In 1594, Earl William was married at Greenwich to Elizabeth, the eldest daughter of Edward Vere, the seventh Earl of Oxford, by whom he had three sons and three daughters. Queen Elizabeth conferred upon him the noble Order of the Garter, and James I appointed him Lord Chamberlain of Chester for life, and on the christening of his first son, James, Lord Strange, presented him with a costly piece of plate. The Countess died in 1626, and a few years afterwards the Earl, being "old and infirm, and desirous of withdrawing himself from the hurry and fatigue of life, in which he had been very largely engaged and greatly encumbered", assigned and surrendered all his estates to James, Lords Stanley and Strange, his eldest son, reserving to himself only £1,000 per annum during his life. The Earl purchased a convenient house on the side of the River Dee, near Chester, whither we are told he retired and passed the evening of his life in quiet, peace, and pleasing enjoyment of ease, rest, and freedom of body as well as mind. He died on the 29 Sep 1642; was conveyed to Ormskirk, and there deposited with his noble ancestors.
The Stanley house is a very beautiful specimen of English City Architecture, and was the Town residence of the Stanley family, at one time. There are, both in Shrewsbury and Chester, a number of family residences that seem strangely at variance with what the present requirements of their descendants might be ; but the journey from Chester to London, in those times, would occupy some days, and be accompanied with more inconvenience, and probably greater danger, than a voyage at present is to New York.
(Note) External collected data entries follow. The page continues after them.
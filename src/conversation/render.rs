use std::fmt::Write as _;

use time::{Date, OffsetDateTime};
use time_tz::OffsetDateTimeExt;

use super::events::{Action, Choice, Keyboard, Reply};
use super::state::MacroField;
use crate::dates;
use crate::diary::repo_types::{NutrientFields, NutritionRecord};
use crate::profiles::UserProfile;
use crate::stats::{DailyStats, Nutrient, ProgressBar};
use crate::timezones::{self, TimezonePage};

pub const TIMEZONE_PAGE_SIZE: usize = 6;

pub fn welcome() -> Reply {
    Reply::text(
        "👋 Welcome!\n\n\
         I count calories from food photos. Here is what I can do:\n\
         • analyze a photo of your meal 📸\n\
         • keep a daily food diary 📊\n\
         • track protein, fat, carbs and micronutrients 📝\n\
         • warn you when you go over your limits ⚙️\n\n\
         Send a photo of your food to get started!",
    )
    .keyboard(Keyboard::Main)
}

pub fn help() -> Reply {
    Reply::text(
        "🔍 How to use me:\n\n\
         1️⃣ Send a photo of your food and I will estimate its nutrients\n\
         2️⃣ Confirm the estimate and I will add it to your diary\n\
         3️⃣ Check today's stats or browse previous days\n\
         4️⃣ Set your limits and I will tell you how much is left\n\n\
         Commands:\n\
         /start - start over\n\
         /help - show this help\n\
         /today - today's stats\n\
         /history - previous days\n\
         /setlimit - set the daily calorie limit\n\
         /macros - set protein, fat, carb and micronutrient limits\n\
         /metrics - derive limits from weight and body fat\n\
         /timezone - choose your timezone\n\
         /cancel - cancel the current action",
    )
}

pub fn cancelled() -> Reply {
    Reply::text("❌ Cancelled. What would you like to do next?").keyboard(Keyboard::Main)
}

pub fn idle_hint() -> Reply {
    Reply::text("Send me a photo of your food, or pick an option from the menu.")
        .keyboard(Keyboard::Main)
}

pub fn ask_photo() -> Reply {
    Reply::text("📸 Please send a photo of your meal and I will analyze it.")
        .keyboard(Keyboard::Cancel)
}

pub fn still_analyzing() -> Reply {
    Reply::text("🔍 Still analyzing your photo, please wait a moment.")
}

pub fn analysis_failed() -> Reply {
    Reply::text("😔 I couldn't recognize any food in that photo. Please try a clearer shot.")
        .keyboard(Keyboard::Main)
}

pub fn analysis_error() -> Reply {
    Reply::text("😔 Something went wrong while analyzing the photo. Please send it again.")
        .keyboard(Keyboard::Main)
}

pub fn storage_failure() -> Reply {
    Reply::text("⚠️ Something went wrong on our side. Please try again in a moment.")
        .keyboard(Keyboard::Main)
}

pub fn nothing_to_confirm() -> Reply {
    Reply::text("There is nothing to confirm right now. Send a new photo to log a meal.")
}

pub fn nothing_to_skip() -> Reply {
    Reply::text("There is nothing to skip right now.")
}

pub fn unknown_button() -> Reply {
    Reply::text("That button has expired. Please use the menu.").keyboard(Keyboard::Main)
}

fn confirm_choices() -> Vec<Vec<Choice>> {
    vec![vec![
        Choice::new("✅ Confirm", Action::Confirm),
        Choice::new("❌ Cancel", Action::Cancel),
    ]]
}

pub fn analysis(fields: &NutrientFields) -> Reply {
    let m = &fields.micros;
    Reply::text(format!(
        "🍽 {}\n\n\
         📊 Nutrition facts:\n\
         🔥 Calories: {} kcal\n\
         🥩 Protein: {} g\n\
         🧈 Fat: {} g\n\
         🍚 Carbs: {} g\n\
         🌾 Fiber: {} g\n\
         🍬 Sugar: {} g\n\
         🧂 Sodium: {} mg\n\
         🥚 Cholesterol: {} mg\n\n\
         Is this right? Press \"Confirm\" to save it to your diary.",
        fields.food_name,
        num(fields.calories),
        num(fields.protein_g),
        num(fields.fat_g),
        num(fields.carbs_g),
        num(m.fiber_g),
        num(m.sugar_g),
        num(m.sodium_mg),
        num(m.cholesterol_mg),
    ))
    .choices(confirm_choices())
}

pub fn confirm_or_cancel(fields: &NutrientFields) -> Reply {
    Reply::text(format!(
        "Please confirm or cancel \"{}\" first.",
        fields.food_name
    ))
    .choices(confirm_choices())
}

pub fn recorded(record: &NutritionRecord, stats: &DailyStats) -> Reply {
    let mut text = format!("✅ \"{}\" added to your diary!\n\n", record.food_name);
    text.push_str(&stats_body("📊 Today", stats));
    Reply::text(text).keyboard(Keyboard::Main)
}

pub fn recorded_without_stats(record: &NutritionRecord) -> Reply {
    Reply::text(format!(
        "✅ \"{}\" added to your diary!\n\nToday's stats are unavailable right now.",
        record.food_name
    ))
    .keyboard(Keyboard::Main)
}

/// Stats summary with progress bars. An empty day still shows the limits.
pub fn stats(heading: &str, stats: &DailyStats) -> Reply {
    Reply::text(stats_body(heading, stats))
}

fn stats_body(heading: &str, s: &DailyStats) -> String {
    let mut out = format!("{heading} ({})\n\n", dates::display(s.date));
    if s.is_empty() {
        out.push_str("No entries yet. Send a photo of your food to start tracking.\n\n");
    } else {
        let _ = writeln!(out, "Meals: {}", s.entry_count);
    }

    let kcal = s.totals.calories;
    match s.limits.calories {
        Some(limit) => {
            let _ = writeln!(out, "Calorie limit: {limit} kcal");
            let _ = writeln!(out, "Eaten: {} kcal ({}%)", num(kcal), num(s.percentages.calories));
            if let Some(over) = s.calories_over_limit {
                let _ = writeln!(out, "⚠️ Over the limit by {} kcal", num(over));
            } else if let Some(left) = s.calories_remaining {
                let _ = writeln!(out, "Left: {} kcal", num(left));
            }
        }
        None => {
            let _ = writeln!(out, "Eaten: {} kcal", num(kcal));
        }
    }
    let bar = ProgressBar::for_nutrient(Nutrient::Calories, kcal, s.limits.get(Nutrient::Calories));
    let _ = writeln!(out, "{bar} {}", bar.band.label());
    out.push('\n');

    for n in &Nutrient::ALL[1..] {
        let value = s.totals.get(*n);
        let limit = s.limits.get(*n);
        let bar = ProgressBar::for_nutrient(*n, value, limit);
        let target = limit
            .filter(|l| *l > 0.0)
            .or(n.fallback_target())
            .unwrap_or_default();
        let _ = writeln!(
            out,
            "{}: {} / {} {}\n{bar}",
            n.label(),
            num(value),
            num(target),
            n.unit()
        );
    }
    out.trim_end().to_string()
}

/// One day: stats, the entries newest first, and a delete button per entry.
pub fn day_view(stats: &DailyStats, records: &[NutritionRecord], zone_code: &str) -> Reply {
    let mut text = stats_body("📅 Diary", stats);
    if !records.is_empty() {
        text.push_str("\n\nEntries:\n");
        let zone = timezones::resolve(zone_code);
        for (i, r) in records.iter().enumerate() {
            let local = r.recorded_at.to_timezone(zone);
            let _ = writeln!(
                text,
                "{}. {} {} - {} kcal",
                i + 1,
                dates::clock_time(local),
                r.food_name,
                num(r.calories)
            );
        }
    }
    let mut rows: Vec<Vec<Choice>> = records
        .iter()
        .enumerate()
        .map(|(index, r)| {
            vec![Choice::new(
                format!("🗑 {}. {}", index + 1, r.food_name),
                Action::Delete {
                    date: stats.date,
                    index,
                },
            )]
        })
        .collect();
    rows.push(vec![Choice::new("📅 Back to history", Action::History)]);
    Reply::text(text.trim_end().to_string()).choices(rows)
}

pub fn entry_deleted() -> Reply {
    Reply::text("🗑 Entry deleted.")
}

pub fn entry_not_found() -> Reply {
    Reply::text("That entry no longer exists. It may have been deleted already.")
}

pub fn history(dates_newest_first: &[Date]) -> Reply {
    let rows = dates_newest_first
        .chunks(2)
        .map(|pair| {
            pair.iter()
                .map(|d| Choice::new(dates::display(*d), Action::Day(*d)))
                .collect()
        })
        .collect();
    Reply::text("📅 Pick a day to view:").choices(rows)
}

pub fn ask_calorie_limit(current: Option<i32>) -> Reply {
    let current = current.map_or_else(|| "not set".to_string(), |l| format!("{l} kcal"));
    Reply::text(format!(
        "⚙️ Daily calorie limit\n\nCurrent limit: {current}\n\nEnter a new daily limit (a whole number):"
    ))
    .keyboard(Keyboard::Cancel)
}

pub fn invalid_calorie_limit() -> Reply {
    Reply::text("❌ Please enter a valid calorie limit (a positive whole number).")
        .keyboard(Keyboard::Cancel)
}

pub fn calorie_limit_set(limit: i32) -> Reply {
    Reply::text(format!("✅ Your daily calorie limit is now {limit} kcal.")).keyboard(Keyboard::Main)
}

pub fn ask_macro(which: MacroField) -> Reply {
    let n = which.nutrient();
    let reply = if which.is_optional() {
        Reply::text(format!(
            "Enter your daily {} limit in {}, or press \"Skip\" (or send \"-\") to keep the current value:",
            n.label().to_lowercase(),
            n.unit()
        ))
        .choices(vec![vec![Choice::new("⏭ Skip", Action::Skip)]])
    } else {
        Reply::text(format!(
            "Enter your daily {} limit in {}:",
            n.label().to_lowercase(),
            n.unit()
        ))
    };
    reply.keyboard(Keyboard::Cancel)
}

pub fn invalid_macro(which: MacroField) -> Reply {
    let hint = if which.is_optional() {
        "a positive number, or \"-\" to skip"
    } else {
        "a positive number"
    };
    let mut reply = ask_macro(which);
    reply.text = format!("❌ Please enter {hint}.\n\n{}", reply.text);
    reply
}

pub fn limits_saved(profile: &UserProfile) -> Reply {
    let limits = profile.limits();
    let mut text = String::from("✅ Your daily limits are saved:\n");
    for n in Nutrient::ALL {
        if let Some(v) = limits.get(n) {
            let _ = write!(text, "\n{}: {} {}", n.label(), num(v), n.unit());
        }
    }
    Reply::text(text).keyboard(Keyboard::Main)
}

pub fn ask_weight() -> Reply {
    Reply::text("⚖️ Enter your weight in kg:").keyboard(Keyboard::Cancel)
}

pub fn invalid_weight() -> Reply {
    Reply::text("❌ Please enter your weight as a positive number of kg.").keyboard(Keyboard::Cancel)
}

pub fn ask_body_fat() -> Reply {
    Reply::text("Enter your body fat percentage (0-99):").keyboard(Keyboard::Cancel)
}

pub fn invalid_body_fat() -> Reply {
    Reply::text("❌ Please enter a body fat percentage from 0 up to (but not including) 100.")
        .keyboard(Keyboard::Cancel)
}

pub fn metrics_saved(profile: &UserProfile) -> Reply {
    let mut reply = limits_saved(profile);
    reply.text.push_str(
        "\n\nThese targets come from a simple linear estimate based on your weight and body fat. \
         They are not medical advice.",
    );
    reply
}

pub fn timezone_picker(page: &TimezonePage, current_code: &str, now: OffsetDateTime) -> Reply {
    let mut rows: Vec<Vec<Choice>> = page
        .entries
        .chunks(2)
        .map(|pair| {
            pair.iter()
                .map(|e| {
                    let mark = if e.code == current_code { "✅ " } else { "" };
                    Choice::new(
                        format!("{mark}{} ({})", e.code, timezones::utc_offset_label(e.code, now)),
                        Action::Timezone(e.code.to_string()),
                    )
                })
                .collect()
        })
        .collect();

    let mut nav = Vec::new();
    if page.has_prev {
        nav.push(Choice::new("« Back", Action::TimezonePage(page.page - 1)));
    }
    if page.has_next {
        nav.push(Choice::new("Next »", Action::TimezonePage(page.page + 1)));
    }
    if !nav.is_empty() {
        rows.push(nav);
    }

    Reply::text(format!(
        "🌍 Your timezone: {current_code} ({}, {})\n\nPick a new one or type its code (page {} of {}):",
        timezones::zone_name(current_code),
        timezones::utc_offset_label(current_code, now),
        page.page + 1,
        page.total_pages,
    ))
    .choices(rows)
    .keyboard(Keyboard::Cancel)
}

pub fn unknown_timezone(code: &str) -> Reply {
    Reply::text(format!("❌ \"{code}\" is not a timezone I know. Pick one from the list."))
}

pub fn timezone_set(profile: &UserProfile, now: OffsetDateTime) -> Reply {
    let code = &profile.timezone_code;
    Reply::text(format!(
        "✅ Timezone set to {code} ({}, {}). Your local time is {}.",
        timezones::zone_name(code),
        timezones::utc_offset_label(code, now),
        dates::clock_time(profile.current_datetime(now)),
    ))
    .keyboard(Keyboard::Main)
}

/// Up to one decimal, without a trailing `.0`.
fn num(v: f64) -> String {
    let r = (v * 10.0).round() / 10.0;
    if r.fract() == 0.0 {
        format!("{r:.0}")
    } else {
        format!("{r:.1}")
    }
}

#[cfg(test)]
mod render_tests {
    use super::*;
    use crate::profiles::NutrientLimits;
    use crate::stats::services::compute_daily_stats;
    use time::macros::date;

    #[test]
    fn numbers_drop_trailing_zero() {
        assert_eq!(num(250.0), "250");
        assert_eq!(num(12.34), "12.3");
        assert_eq!(num(0.06), "0.1");
    }

    #[test]
    fn empty_day_shows_limit() {
        let limits = NutrientLimits {
            calories: Some(2000),
            ..Default::default()
        };
        let s = compute_daily_stats(date!(2024-03-01), &[], limits);
        let text = stats("📊 Today", &s).text;
        assert!(text.contains("01.03.2024"));
        assert!(text.contains("No entries yet"));
        assert!(text.contains("Calorie limit: 2000 kcal"));
        assert!(text.contains("Left: 2000 kcal"));
    }

    #[test]
    fn zero_limit_shows_the_same_target_as_the_bar() {
        let limits = NutrientLimits {
            cholesterol: Some(0.0),
            ..Default::default()
        };
        let s = compute_daily_stats(date!(2024-03-01), &[], limits);
        let text = stats("📊 Today", &s).text;
        assert!(text.contains("Cholesterol: 0 / 300 mg"));
        assert!(!text.contains("/ 0 mg"));
    }

    #[test]
    fn picker_marks_current_and_paginates() {
        let page = timezones::page(0, TIMEZONE_PAGE_SIZE);
        let now = time::macros::datetime!(2024-03-01 12:00 UTC);
        let reply = timezone_picker(&page, "MSK", now);
        assert!(reply.choices[0][0].label.starts_with("✅ MSK"));
        assert!(reply.tokens().contains(&"tz_page:1"));
        assert!(!reply.tokens().iter().any(|t| t.starts_with("tz_page:0")));
    }
}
Near this old residence were the Town houses of the Warburtons of Arley, the Brookes of Norton, the Booths, the Mainwarings, and many others. Chester had its seasons of gaiety and its county assemblies, more exclusive than anything in our day in London; and the honour of the Mayoralty of the city seems to have been sought by the representatives of such families as the Grosvenors, the Stanleys, the Alderseys, the Winnes, the Breretons, and many others. It is difficult to reproduce even in fancy an approximate picture of Chester as it actually was a couple of centuries ago. On the south side of Watergate street, between the "God’s Providence house" and the Stanley mansion are the remains of five residences of consideration: and yet this distance is not more than about two hundred yards.
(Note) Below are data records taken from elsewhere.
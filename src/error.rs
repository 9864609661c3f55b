use axum::http::StatusCode;
use tracing::error;

#[derive(Debug, thiserror::Error)]
pub enum DiaryError {
    /// User input that can be fixed by asking again.
    #[error("{0}")]
    Validation(String),
    #[error("entry not found")]
    NotFound,
    #[error("unknown timezone code: {0}")]
    InvalidTimezone(String),
    /// Vision collaborator failed, timed out or returned nothing.
    #[error("photo could not be analyzed")]
    AnalysisFailure,
    #[error("storage failure: {0:#}")]
    Persistence(#[from] anyhow::Error),
}

impl DiaryError {
    pub fn validation(msg: impl Into<String>) -> Self {
        Self::Validation(msg.into())
    }

    pub fn status(&self) -> StatusCode {
        match self {
            Self::Validation(_) | Self::InvalidTimezone(_) => StatusCode::BAD_REQUEST,
            Self::NotFound => StatusCode::NOT_FOUND,
            Self::AnalysisFailure => StatusCode::BAD_GATEWAY,
            Self::Persistence(_) => StatusCode::INTERNAL_SERVER_ERROR,
        }
    }
}

/// Handler-side mapping. Storage details never leak into the response body.
pub fn reject(e: DiaryError) -> (StatusCode, String) {
    let status = e.status();
    match e {
        DiaryError::Persistence(inner) => {
            error!(error = %inner, "storage failure");
            (status, "Internal error".into())
        }
        other => (status, other.to_string()),
    }
}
The tastes and requirements of those days were much more simple than our own, and indeed the representatives of many county families were butts for the jests of metropolitan wit on the score of their rusticity, whenever they ventured to the metropolis.
Stanley house, though its details may have an Italian character, is in all respects English in its composition; and no city more forcibly than Chester shews us what our own architecture at its best has been. The cruel exigencies of Pseudo-Italian art that required all apartments to fit themselves to a formal row of windows was not felt, and no one with the slightest knowledge of English architecture can contemplate Hollar’s old map of Chester, of 1653, without being struck by the former picturesqueness of the city.